Task statement:
Down to the final character, output the records below as they stand.

Dataset:
+ + + +

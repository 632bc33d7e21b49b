//! Device capture
//!
//! This module provides the camera gateway traits, the frame data model,
//! frame acquisition, and the simulated device backend.

pub mod acquirer;
pub mod frame;
pub mod simulated;
pub mod traits;

pub use acquirer::FrameAcquirer;
pub use frame::{
    Frame, FrameBundle, FramePayload, FrameSet, ImageInfo, Modality, ModalityKind, MotionSample,
    SampleBuffer,
};
pub use simulated::{SimulatedGateway, SimulatedStream};
pub use traits::{DeviceGateway, DeviceInfo, Resolution, StreamConfig, StreamHandle};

+ + + +

Response for this exercise:
repository 632bc33d7e21b49b
//! Device capture
//!
//! This module provides the camera gateway traits, the frame data model,
//! frame acquisition, and the simulated device backend.

pub mod acquirer;
pub mod frame;
pub mod simulated;
pub mod traits;

pub use acquirer::FrameAcquirer;
pub use frame::{
    Frame, FrameBundle, FramePayload, FrameSet, ImageInfo, Modality, ModalityKind, MotionSample,
    SampleBuffer,
};
pub use simulated::{SimulatedGateway, SimulatedStream};
pub use traits::{DeviceGateway, DeviceInfo, Resolution, StreamConfig, StreamHandle};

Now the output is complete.